Выбрать главу

— Кабак.

— Да, я тоже ушел. Тошно слушать.

Мы прогуливались молча, и вдруг он остановил меня и сказал:

— Нам нужно что-нибудь такое, что бы всех нас могло возвысить, примирить и объединить.

— И это?

Он посмотрел кругом и сказал мне тихо:

— Это война с Германией.

* * *

В это время не было и речи о войне с Германией. Поэтому меня эти слова удивили. Я очень над ними раздумывал. А теперь я очень хотел бы прочесть книгу Маркова «Война темных сил» (что-то в этом роде, точно не помню)51.

Быть может, масоны давно уже хотели этой войны для каких-то своих тайных целей. Маклаков мог об этом знать, если он был масоном очень высокой степени. Иначе, человек очень миролюбивый и совершенно не военного склада характера и даже называвший себя антимилитаристом, он не мог желать какой бы то ни было войны. К этой мысли приводит нижеследующее обстоятельство.

Во время японской войны кадеты были открытыми пораженцами. Лозунг их был: «Чем хуже, тем лучше». Поэтому мы вели с ними жестокую борьбу. А как только разразилась русско-германская война, называемая Первая мировая, настроение кадетов резко изменилось. И Милюков требовал войны «до победного конца». О Милюкове тоже говорили, что он масон, хотя и «уснувший»52.

* * *

В эмиграции я окончательно убедился, что Василий Алексеевич масон. Он не сказал мне об этом открыто, но он подробно рассказывал мне, что такое современные масоны.

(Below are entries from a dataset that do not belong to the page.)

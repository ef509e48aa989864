//! Lattice construction parameters and the strategy factory.

use crate::base_conversion::BaseConversionLattice;
use crate::geometry::{cube_volume, side_from_capacity};
use crate::lattice::{Indexing, Lattice, LatticeCore};
use crate::occupancy::OccupancyStore;
use crate::spiral::SpiralLattice;
use forage_core::{LatticeError, MAX_DIMENSION, MIN_DIMENSION};

/// Default number of layers added by plain base-conversion growth.
pub const DEFAULT_GROWTH_LAYERS: u64 = 100;

/// Parameters for constructing a lattice.
///
/// `initial_capacity` must be `side^dimension` for an odd `side`, so the
/// origin sits on the central slot and every axis spans `[-k, k]`.
///
/// # Examples
///
/// ```
/// use forage_lattice::{Indexing, LatticeConfig};
///
/// let config = LatticeConfig {
///     initial_capacity: 9,
///     dimension: 2,
///     indexing: Indexing::Spiral,
///     ..LatticeConfig::default()
/// };
/// let lattice = config.build().unwrap();
/// assert_eq!(lattice.side_length(), 3);
/// ```
#[derive(Clone, Debug, PartialEq)]
#[cfg_attr(feature = "serde", derive(serde::Serialize, serde::Deserialize))]
#[cfg_attr(feature = "serde", serde(default))]
pub struct LatticeConfig {
    /// Slots allocated at construction.
    pub initial_capacity: u64,
    /// Number of axes (1 to 3).
    pub dimension: usize,
    /// Physical extent of the simulated region.
    pub physical_size: f64,
    /// Requested number of sites in `physical_size`; sets the spacing.
    pub site_density: u64,
    /// Probability in `[0, 1]` that a new site is pre-marked visited.
    pub percolation_probability: f64,
    /// Largest jump the walker can take, in sites. At least 1.
    pub max_jump_size: u32,
    /// Layers added by plain base-conversion growth. At least 1.
    pub growth_layers: u64,
    /// Indexing strategy.
    pub indexing: Indexing,
}

impl Default for LatticeConfig {
    fn default() -> Self {
        Self {
            initial_capacity: 2601,
            dimension: 2,
            physical_size: 1000.0,
            site_density: 10_000,
            percolation_probability: 0.0,
            max_jump_size: 1,
            growth_layers: DEFAULT_GROWTH_LAYERS,
            indexing: Indexing::Auto,
        }
    }
}

fn invalid(name: &'static str, reason: String) -> LatticeError {
    LatticeError::InvalidParameter { name, reason }
}

impl LatticeConfig {
    /// Configuration with the given capacity and dimension and defaults
    /// for everything else.
    pub fn new(initial_capacity: u64, dimension: usize) -> Self {
        Self {
            initial_capacity,
            dimension,
            ..Self::default()
        }
    }

    /// Distance between adjacent sites.
    ///
    /// `physical_size / (n - 1)` in 1-D and
    /// `physical_size / (n^(1/d) - 1)` otherwise, where `n` is
    /// `site_density`.
    pub fn spacing(&self) -> f64 {
        let n = self.site_density as f64;
        if self.dimension == 1 {
            self.physical_size / (n - 1.0)
        } else {
            self.physical_size / (n.powf(1.0 / self.dimension as f64) - 1.0)
        }
    }

    /// Side length implied by `initial_capacity`.
    pub fn side_length(&self) -> u64 {
        side_from_capacity(self.initial_capacity, self.dimension)
    }

    /// Check every structural invariant.
    ///
    /// # Errors
    ///
    /// - [`LatticeError::UnsupportedDimension`] outside 1 to 3, or spiral
    ///   indexing with a dimension other than 2
    /// - [`LatticeError::InvalidParameter`] for a zero capacity, a
    ///   probability outside `[0, 1]`, non-positive spacing, or zero
    ///   growth/jump sizes
    /// - [`LatticeError::GeometryMismatch`] if the capacity is not the
    ///   power of an odd side length
    pub fn validate(&self) -> Result<(), LatticeError> {
        if !(MIN_DIMENSION..=MAX_DIMENSION).contains(&self.dimension) {
            return Err(LatticeError::UnsupportedDimension {
                dimension: self.dimension,
                supported: "1..=3",
            });
        }
        if self.indexing == Indexing::Spiral && self.dimension != 2 {
            return Err(LatticeError::UnsupportedDimension {
                dimension: self.dimension,
                supported: "2 (spiral)",
            });
        }
        if self.initial_capacity == 0 {
            return Err(invalid("initial_capacity", "must be > 0".into()));
        }
        let p = self.percolation_probability;
        if !(0.0..=1.0).contains(&p) {
            return Err(invalid(
                "percolation_probability",
                format!("must be in [0, 1], got {p}"),
            ));
        }
        let spacing = self.spacing();
        if !spacing.is_finite() || spacing <= 0.0 {
            return Err(invalid(
                "site_density",
                format!(
                    "spacing {spacing} from physical_size {} and site_density {} is not positive",
                    self.physical_size, self.site_density
                ),
            ));
        }
        if self.max_jump_size == 0 {
            return Err(invalid("max_jump_size", "must be >= 1".into()));
        }
        if self.growth_layers == 0 {
            return Err(invalid("growth_layers", "must be >= 1".into()));
        }
        let side = self.side_length();
        if side % 2 == 0 || cube_volume(side, self.dimension) != Some(self.initial_capacity) {
            return Err(LatticeError::GeometryMismatch {
                capacity: self.initial_capacity,
                side_length: side,
                dimension: self.dimension,
            });
        }
        Ok(())
    }

    /// Validate and construct the configured strategy.
    pub fn build(&self) -> Result<Box<dyn Lattice>, LatticeError> {
        self.validate()?;
        let core = LatticeCore {
            dimension: self.dimension,
            spacing: self.spacing(),
            side_length: self.side_length(),
            percolation_probability: self.percolation_probability,
            max_jump_size: self.max_jump_size,
            store: OccupancyStore::new(self.initial_capacity)?,
            initial_percolated: false,
        };
        tracing::trace!(
            indexing = %self.indexing.resolve(self.dimension),
            capacity = self.initial_capacity,
            dimension = self.dimension,
            "lattice constructed"
        );
        Ok(match self.indexing.resolve(self.dimension) {
            Indexing::Spiral => Box::new(SpiralLattice::from_core(core)),
            _ => Box::new(BaseConversionLattice::from_core(core, self.growth_layers)),
        })
    }
}

/// Consuming builder for a lattice.
///
/// Starts from [`LatticeConfig::default`]; the terminal
/// [`build`](Self::build) validates and constructs.
///
/// ```
/// use forage_lattice::{Indexing, LatticeConfig};
///
/// let lattice = LatticeConfig::builder()
///     .initial_capacity(27)
///     .dimension(3)
///     .max_jump_size(5)
///     .build()
///     .unwrap();
/// assert_eq!(lattice.indexing(), Indexing::BaseConversion);
/// assert_eq!(lattice.max_jump_size(), 5);
/// ```
#[derive(Clone, Debug, Default)]
pub struct LatticeBuilder {
    config: LatticeConfig,
}

impl LatticeConfig {
    /// Create a new builder with default parameters.
    pub fn builder() -> LatticeBuilder {
        LatticeBuilder::default()
    }
}

impl LatticeBuilder {
    /// Slots allocated at construction (default: 2601).
    pub fn initial_capacity(mut self, initial_capacity: u64) -> Self {
        self.config.initial_capacity = initial_capacity;
        self
    }

    /// Number of axes (default: 2).
    pub fn dimension(mut self, dimension: usize) -> Self {
        self.config.dimension = dimension;
        self
    }

    /// Physical extent of the simulated region (default: 1000).
    pub fn physical_size(mut self, physical_size: f64) -> Self {
        self.config.physical_size = physical_size;
        self
    }

    /// Requested number of sites in the region (default: 10000).
    pub fn site_density(mut self, site_density: u64) -> Self {
        self.config.site_density = site_density;
        self
    }

    /// Percolation probability (default: 0).
    pub fn percolation_probability(mut self, p: f64) -> Self {
        self.config.percolation_probability = p;
        self
    }

    /// Largest jump in sites (default: 1).
    pub fn max_jump_size(mut self, max_jump_size: u32) -> Self {
        self.config.max_jump_size = max_jump_size;
        self
    }

    /// Layers per plain base-conversion growth (default: 100).
    pub fn growth_layers(mut self, growth_layers: u64) -> Self {
        self.config.growth_layers = growth_layers;
        self
    }

    /// Indexing strategy (default: [`Indexing::Auto`]).
    pub fn indexing(mut self, indexing: Indexing) -> Self {
        self.config.indexing = indexing;
        self
    }

    /// The accumulated configuration, unvalidated.
    pub fn into_config(self) -> LatticeConfig {
        self.config
    }

    /// Validate and construct.
    ///
    /// # Errors
    ///
    /// Everything [`LatticeConfig::validate`] rejects, plus
    /// [`LatticeError::AllocationFailed`].
    pub fn build(self) -> Result<Box<dyn Lattice>, LatticeError> {
        self.config.build()
    }
}

/// Construct a lattice with automatic strategy selection.
///
/// Shorthand for [`LatticeConfig::build`] with the remaining fields at
/// their defaults.
pub fn construct(
    initial_capacity: u64,
    dimension: usize,
    physical_size: f64,
    percolation_probability: f64,
    max_jump_size: u32,
) -> Result<Box<dyn Lattice>, LatticeError> {
    LatticeConfig {
        initial_capacity,
        dimension,
        physical_size,
        percolation_probability,
        max_jump_size,
        ..LatticeConfig::default()
    }
    .build()
}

Масоны могут быть патриотами своего отечества, могут исповедовать различные религии, но они не могут быть клерикалами и антисемитами. Но эти общие явления в настоящее время, как говорил Василий Алексеевич, побледнели. В настоящее время масонский союз — это прежде всего союз взаимопомощи. Все масоны называют друг друга братьями. И вот, какой-нибудь совершенно незначительный человек может обратиться к министру-масону, называя его братом, и попросить помощи, которая в возможных пределах и будет оказана.

Неожиданное подтверждение я получил на юге Франции от маленького почтового чиновника, прозябавшего на своем месте. Он жаловался мне:

— Я мог бы получить место получше, но они хотят, чтобы я стал масоном. А я не хочу.

Итак, масоны не могут быть антисемитами. Но вот что я узнал однажды. Русские парижские евреи, главным образом журналисты, устраивали в Париже однодневный митинг. На этом митинге они хотели выяснить, что же антисемитам в них, евреях, не нравится. Я тоже получил приглашение в качестве антисемита. Мне написали, что все расходы по моему приезду и отъезду (я жил на юге Франции) будут оплачены. Я не поехал на митинг, потому что считан бессмысленным тысячелетнюю еврейскую трагедию рассматривать на однодневном митинге. Я ответил им, что напишу об этом книгу, которую и написал. Она была напечатана под заглавием: «Что нам в них не нравится?»53

Эта книга была замолчана. Почему? Потому что для ярых антисемитов она не годилась, так как в ней было сказано, что я расового антисемитизма не чувствую. Мой антисемитизм политический, поскольку евреи стали во враждебное отношение к России. А в плоскости, которую я окрестил «трансцендентальный антисемитизм», я выразился на последней странице:

— Не чувствую в евреях благости. Когда почувствую, они мне понравятся54.

При таких взглядах, повторяю, мою книгу замолчали справа. А слева замолчали потому, что, как бы там ни было, они ощущали, что я антисемит.

Было еще выражение «честный антисемит». Я думал, они разумеют меня под честным антисемитом. Но я ошибся. Это не значит, что они считали меня бесчестным, но все же, конкретно в связи с этим митингом, они под честным антисемитом подразумевали другое лицо. Кого же?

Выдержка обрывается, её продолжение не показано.